Start of Task data

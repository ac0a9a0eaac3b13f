//! Gateway configuration.
//!
//! [`GatewayConfig`] carries the per-deployment settings read from the
//! environment (service endpoint, credentials, voice, transcription) and
//! [`BridgeTunables`] carries the media-path knobs with their defaults.
//! Everything is plain data; the bridge takes a copy per call.

use std::env;
use std::time::Duration;

use anyhow::{bail, Result};

/// Default system prompt when `VOICE_LIVE_INSTRUCTIONS` is unset.
const DEFAULT_INSTRUCTIONS: &str = "You are a helpful AI voice assistant. \
     Keep responses VERY brief and concise. Answer in 1-2 sentences maximum. \
     You MUST always respond in English only, regardless of the language \
     spoken by the user.";

/// Deployment configuration for the voice-live service connection.
#[derive(Debug, Clone)]
pub struct GatewayConfig {
    /// Service endpoint (`https://` or `wss://`).
    pub endpoint: String,
    /// API key for the service.
    pub api_key: String,
    /// Model identifier (e.g. `gpt-realtime`).
    pub model: String,
    /// Provider voice name (opaque string).
    pub voice: String,
    /// System prompt for the dialog session.
    pub instructions: String,
    /// Transcription backend selector (`AZURE_SPEECH` or `WHISPER_1`).
    pub transcription_model: String,
    /// Language tag for the reference-ASR transcription backend.
    pub transcription_language: String,
    /// Service API version.
    pub api_version: String,
    /// Response length target. Accepted for forward compatibility but
    /// not yet part of the session options the service accepts; brevity
    /// is steered through `instructions`.
    pub max_response_output_tokens: u32,
    /// Whether the assistant speaks first once the session is ready.
    pub proactive_greeting_enabled: bool,
    /// Media-path tuning knobs.
    pub tunables: BridgeTunables,
}

impl GatewayConfig {
    /// Read the configuration from process environment variables.
    ///
    /// `VOICE_LIVE_ENDPOINT`, `VOICE_LIVE_API_KEY`, `VOICE_LIVE_MODEL`
    /// and `VOICE_LIVE_VOICE` are required; everything else has a
    /// default.
    pub fn from_env() -> Result<Self> {
        Self::from_lookup(|key| env::var(key).ok())
    }

    fn from_lookup(lookup: impl Fn(&str) -> Option<String>) -> Result<Self> {
        let required = |key: &str| -> Result<String> {
            match lookup(key) {
                Some(value) if !value.is_empty() => Ok(value),
                _ => bail!("environment variable {key} is required but not set"),
            }
        };
        let optional =
            |key: &str, default: &str| lookup(key).filter(|v| !v.is_empty()).unwrap_or_else(|| default.to_string());

        let endpoint = required("VOICE_LIVE_ENDPOINT")?;
        if !endpoint.starts_with("https://") && !endpoint.starts_with("wss://") {
            bail!("VOICE_LIVE_ENDPOINT must start with https:// or wss://");
        }

        let max_response_output_tokens = match lookup("VOICE_LIVE_MAX_RESPONSE_OUTPUT_TOKENS") {
            Some(value) if !value.is_empty() => value
                .parse()
                .map_err(|_| anyhow::anyhow!("VOICE_LIVE_MAX_RESPONSE_OUTPUT_TOKENS must be a number"))?,
            _ => 200,
        };

        Ok(Self {
            endpoint,
            api_key: required("VOICE_LIVE_API_KEY")?,
            model: required("VOICE_LIVE_MODEL")?,
            voice: required("VOICE_LIVE_VOICE")?,
            instructions: optional("VOICE_LIVE_INSTRUCTIONS", DEFAULT_INSTRUCTIONS),
            transcription_model: optional("VOICE_LIVE_TRANSCRIPTION_MODEL", "AZURE_SPEECH"),
            transcription_language: optional("VOICE_LIVE_TRANSCRIPTION_LANGUAGE", "en-US"),
            api_version: optional("VOICE_LIVE_API_VERSION", "2025-10-01"),
            max_response_output_tokens,
            proactive_greeting_enabled: optional("VOICE_LIVE_PROACTIVE_GREETING_ENABLED", "true")
                .eq_ignore_ascii_case("true"),
            tunables: BridgeTunables::default(),
        })
    }

    /// WebSocket URL for the realtime endpoint:
    /// `wss://<resource>/voice-live/realtime?api-version=<v>&model=<m>`.
    pub fn websocket_url(&self) -> String {
        let mut base = if let Some(rest) = self.endpoint.strip_prefix("https://") {
            format!("wss://{rest}")
        } else {
            self.endpoint.clone()
        };
        while base.ends_with('/') {
            base.pop();
        }
        format!(
            "{base}/voice-live/realtime?api-version={}&model={}",
            self.api_version, self.model
        )
    }
}

// ── Media-path tunables ───────────────────────────────────────────

/// Tuning knobs for the media bridge. All fields are public and
/// overridable; the defaults match the production deployment.
#[derive(Debug, Clone)]
pub struct BridgeTunables {
    /// Size of one downlink RTP payload (20 ms of µ-law at 8 kHz).
    pub rtp_payload_bytes: usize,
    /// Packets that must be queued before downlink playback starts
    /// (~500 ms prebuffer masking bursty service delivery).
    pub min_prebuffer_packets: usize,
    /// Below this queue size the reader pauses, unless the response is
    /// already complete.
    pub low_water_packets: usize,
    /// At or above this queue size a paused reader resumes.
    pub high_water_packets: usize,
    /// Oversized service deltas are split into pieces of at most this
    /// many bytes (~200 ms of PCM16 at 24 kHz).
    pub max_delta_chunk_bytes: usize,
    /// Minimum uplink flush granularity in milliseconds.
    pub min_uplink_chunk_ms: u32,
    /// Downlink reader poll for the first packet of a read.
    pub read_first_timeout: Duration,
    /// Downlink reader poll for each subsequent packet of a read.
    pub read_batch_timeout: Duration,
    /// Maximum wait for the session to become ready.
    pub session_ready_timeout: Duration,
    /// Semantic VAD sensitivity.
    pub vad_threshold: f32,
    /// Milliseconds of audio kept before detected speech start.
    pub vad_prefix_padding_ms: u32,
    /// Milliseconds of silence that end an utterance.
    pub vad_silence_duration_ms: u32,
}

impl Default for BridgeTunables {
    fn default() -> Self {
        Self {
            rtp_payload_bytes: 160,
            min_prebuffer_packets: 25,
            low_water_packets: 100,
            high_water_packets: 150,
            max_delta_chunk_bytes: 9_600,
            min_uplink_chunk_ms: 100,
            read_first_timeout: Duration::from_millis(40),
            read_batch_timeout: Duration::from_millis(5),
            session_ready_timeout: Duration::from_secs(10),
            vad_threshold: 0.3,
            vad_prefix_padding_ms: 300,
            vad_silence_duration_ms: 500,
        }
    }
}

impl BridgeTunables {
    /// Minimum uplink chunk in bytes of PCM16 at the service rate.
    pub fn min_uplink_chunk_bytes(&self) -> usize {
        self.min_uplink_chunk_ms as usize * crate::audio::SERVICE_SAMPLE_RATE as usize * 2 / 1000
    }
}

// ── Tests ──────────────────────────────────────────────────────────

End of Task data

Action item
The entries above are to be transcribed in full and without error.

Response to this exercise
repository ac0a9a0eaac3b13f
//! Gateway configuration.
//!
//! [`GatewayConfig`] carries the per-deployment settings read from the
//! environment (service endpoint, credentials, voice, transcription) and
//! [`BridgeTunables`] carries the media-path knobs with their defaults.
//! Everything is plain data; the bridge takes a copy per call.

use std::env;
use std::time::Duration;

use anyhow::{bail, Result};

/// Default system prompt when `VOICE_LIVE_INSTRUCTIONS` is unset.
const DEFAULT_INSTRUCTIONS: &str = "You are a helpful AI voice assistant. \
     Keep responses VERY brief and concise. Answer in 1-2 sentences maximum. \
     You MUST always respond in English only, regardless of the language \
     spoken by the user.";

/// Deployment configuration for the voice-live service connection.
#[derive(Debug, Clone)]
pub struct GatewayConfig {
    /// Service endpoint (`https://` or `wss://`).
    pub endpoint: String,
    /// API key for the service.
    pub api_key: String,
    /// Model identifier (e.g. `gpt-realtime`).
    pub model: String,
    /// Provider voice name (opaque string).
    pub voice: String,
    /// System prompt for the dialog session.
    pub instructions: String,
    /// Transcription backend selector (`AZURE_SPEECH` or `WHISPER_1`).
    pub transcription_model: String,
    /// Language tag for the reference-ASR transcription backend.
    pub transcription_language: String,
    /// Service API version.
    pub api_version: String,
    /// Response length target. Accepted for forward compatibility but
    /// not yet part of the session options the service accepts; brevity
    /// is steered through `instructions`.
    pub max_response_output_tokens: u32,
    /// Whether the assistant speaks first once the session is ready.
    pub proactive_greeting_enabled: bool,
    /// Media-path tuning knobs.
    pub tunables: BridgeTunables,
}

impl GatewayConfig {
    /// Read the configuration from process environment variables.
    ///
    /// `VOICE_LIVE_ENDPOINT`, `VOICE_LIVE_API_KEY`, `VOICE_LIVE_MODEL`
    /// and `VOICE_LIVE_VOICE` are required; everything else has a
    /// default.
    pub fn from_env() -> Result<Self> {
        Self::from_lookup(|key| env::var(key).ok())
    }

    fn from_lookup(lookup: impl Fn(&str) -> Option<String>) -> Result<Self> {
        let required = |key: &str| -> Result<String> {
            match lookup(key) {
                Some(value) if !value.is_empty() => Ok(value),
                _ => bail!("environment variable {key} is required but not set"),
            }
        };
        let optional =
            |key: &str, default: &str| lookup(key).filter(|v| !v.is_empty()).unwrap_or_else(|| default.to_string());

        let endpoint = required("VOICE_LIVE_ENDPOINT")?;
        if !endpoint.starts_with("https://") && !endpoint.starts_with("wss://") {
            bail!("VOICE_LIVE_ENDPOINT must start with https:// or wss://");
        }

        let max_response_output_tokens = match lookup("VOICE_LIVE_MAX_RESPONSE_OUTPUT_TOKENS") {
            Some(value) if !value.is_empty() => value
                .parse()
                .map_err(|_| anyhow::anyhow!("VOICE_LIVE_MAX_RESPONSE_OUTPUT_TOKENS must be a number"))?,
            _ => 200,
        };

        Ok(Self {
            endpoint,
            api_key: required("VOICE_LIVE_API_KEY")?,
            model: required("VOICE_LIVE_MODEL")?,
            voice: required("VOICE_LIVE_VOICE")?,
            instructions: optional("VOICE_LIVE_INSTRUCTIONS", DEFAULT_INSTRUCTIONS),
            transcription_model: optional("VOICE_LIVE_TRANSCRIPTION_MODEL", "AZURE_SPEECH"),
            transcription_language: optional("VOICE_LIVE_TRANSCRIPTION_LANGUAGE", "en-US"),
            api_version: optional("VOICE_LIVE_API_VERSION", "2025-10-01"),
            max_response_output_tokens,
            proactive_greeting_enabled: optional("VOICE_LIVE_PROACTIVE_GREETING_ENABLED", "true")
                .eq_ignore_ascii_case("true"),
            tunables: BridgeTunables::default(),
        })
    }

    /// WebSocket URL for the realtime endpoint:
    /// `wss://<resource>/voice-live/realtime?api-version=<v>&model=<m>`.
    pub fn websocket_url(&self) -> String {
        let mut base = if let Some(rest) = self.endpoint.strip_prefix("https://") {
            format!("wss://{rest}")
        } else {
            self.endpoint.clone()
        };
        while base.ends_with('/') {
            base.pop();
        }
        format!(
            "{base}/voice-live/realtime?api-version={}&model={}",
            self.api_version, self.model
        )
    }
}

// ── Media-path tunables ───────────────────────────────────────────

/// Tuning knobs for the media bridge. All fields are public and
/// overridable; the defaults match the production deployment.
#[derive(Debug, Clone)]
pub struct BridgeTunables {
    /// Size of one downlink RTP payload (20 ms of µ-law at 8 kHz).
    pub rtp_payload_bytes: usize,
    /// Packets that must be queued before downlink playback starts
    /// (~500 ms prebuffer masking bursty service delivery).
    pub min_prebuffer_packets: usize,
    /// Below this queue size the reader pauses, unless the response is
    /// already complete.
    pub low_water_packets: usize,
    /// At or above this queue size a paused reader resumes.
    pub high_water_packets: usize,
    /// Oversized service deltas are split into pieces of at most this
    /// many bytes (~200 ms of PCM16 at 24 kHz).
    pub max_delta_chunk_bytes: usize,
    /// Minimum uplink flush granularity in milliseconds.
    pub min_uplink_chunk_ms: u32,
    /// Downlink reader poll for the first packet of a read.
    pub read_first_timeout: Duration,
    /// Downlink reader poll for each subsequent packet of a read.
    pub read_batch_timeout: Duration,
    /// Maximum wait for the session to become ready.
    pub session_ready_timeout: Duration,
    /// Semantic VAD sensitivity.
    pub vad_threshold: f32,
    /// Milliseconds of audio kept before detected speech start.
    pub vad_prefix_padding_ms: u32,
    /// Milliseconds of silence that end an utterance.
    pub vad_silence_duration_ms: u32,
}

impl Default for BridgeTunables {
    fn default() -> Self {
        Self {
            rtp_payload_bytes: 160,
            min_prebuffer_packets: 25,
            low_water_packets: 100,
            high_water_packets: 150,
            max_delta_chunk_bytes: 9_600,
            min_uplink_chunk_ms: 100,
            read_first_timeout: Duration::from_millis(40),
            read_batch_timeout: Duration::from_millis(5),
            session_ready_timeout: Duration::from_secs(10),
            vad_threshold: 0.3,
            vad_prefix_padding_ms: 300,
            vad_silence_duration_ms: 500,
        }
    }
}

impl BridgeTunables {
    /// Minimum uplink chunk in bytes of PCM16 at the service rate.
    pub fn min_uplink_chunk_bytes(&self) -> usize {
        self.min_uplink_chunk_ms as usize * crate::audio::SERVICE_SAMPLE_RATE as usize * 2 / 1000
    }
}

// ── Tests ──────────────────────────────────────────────────────────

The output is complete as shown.